» Required action:
In the lines below, look for "Returns". Copy each line where it appears.

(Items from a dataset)
"""

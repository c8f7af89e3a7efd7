use std::sync::Arc;
use std::time::Duration;

use sqlx::{SqlitePool, sqlite::SqlitePoolOptions};
use thiserror::Error;
use tracing::debug;

use crate::repository::{KeyValueStore, Storage};

mod kv_repo;
mod migrate;

#[derive(Clone)]
pub struct SqliteStore {
    pool: SqlitePool,
}

#[derive(Debug, Error)]
#[non_exhaustive]
pub enum SqliteInitError {
    #[error(transparent)]
    Sqlx(#[from] sqlx::Error),
}

impl SqliteStore {
    /// Connect to `SQLite` using the given URL.
    ///
    /// # Errors
    ///
    /// Returns `SqliteInitError` if the connection cannot be established or
    /// connection pragmas fail.
    pub async fn connect(database_url: &str) -> Result<Self, SqliteInitError> {
        let pool = SqlitePoolOptions::new()
            .max_connections(5)
            .acquire_timeout(Duration::from_secs(5))
            .after_connect(|conn, _meta| {
                Box::pin(async move {
                    sqlx::query("PRAGMA journal_mode = WAL;")
                        .execute(&mut *conn)
                        .await?;
                    sqlx::query("PRAGMA busy_timeout = 5000;")
                        .execute(&mut *conn)
                        .await?;
                    Ok(())
                })
            })
            .connect(database_url)
            .await?;
        debug!(url = database_url, "sqlite pool ready");
        Ok(Self { pool })
    }

    #[must_use]
    pub fn pool(&self) -> &SqlitePool {
        &self.pool
    }

    /// Create tables if they do not exist.
    ///
    /// # Errors
    ///
    /// Returns `SqliteInitError` if migration queries fail.
    pub async fn migrate(&self) -> Result<(), SqliteInitError> {
        migrate::run_migrations(&self.pool).await
    }
}

impl Storage {
    /// Build a `Storage` backed by `SQLite`.
    ///
    /// # Errors
    ///
    /// Returns `SqliteInitError` if connection or migrations cannot be
    /// completed.
    pub async fn sqlite(database_url: &str) -> Result<Self, SqliteInitError> {
        let repo = SqliteStore::connect(database_url).await?;
        repo.migrate().await?;
        let store: Arc<dyn KeyValueStore> = Arc::new(repo);
        Ok(Self { store })
    }
}

#[cfg(test)]
mod tests {
    use super::*;

    #[test]
    fn store_is_send_sync() {
        fn assert_send_sync<T: Send + Sync>() {}
        assert_send_sync::<SqliteStore>();
    }
}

"""

» Written solution:
    /// Returns `SqliteInitError` if the connection cannot be established or
    /// Returns `SqliteInitError` if migration queries fail.
    /// Returns `SqliteInitError` if connection or migrations cannot be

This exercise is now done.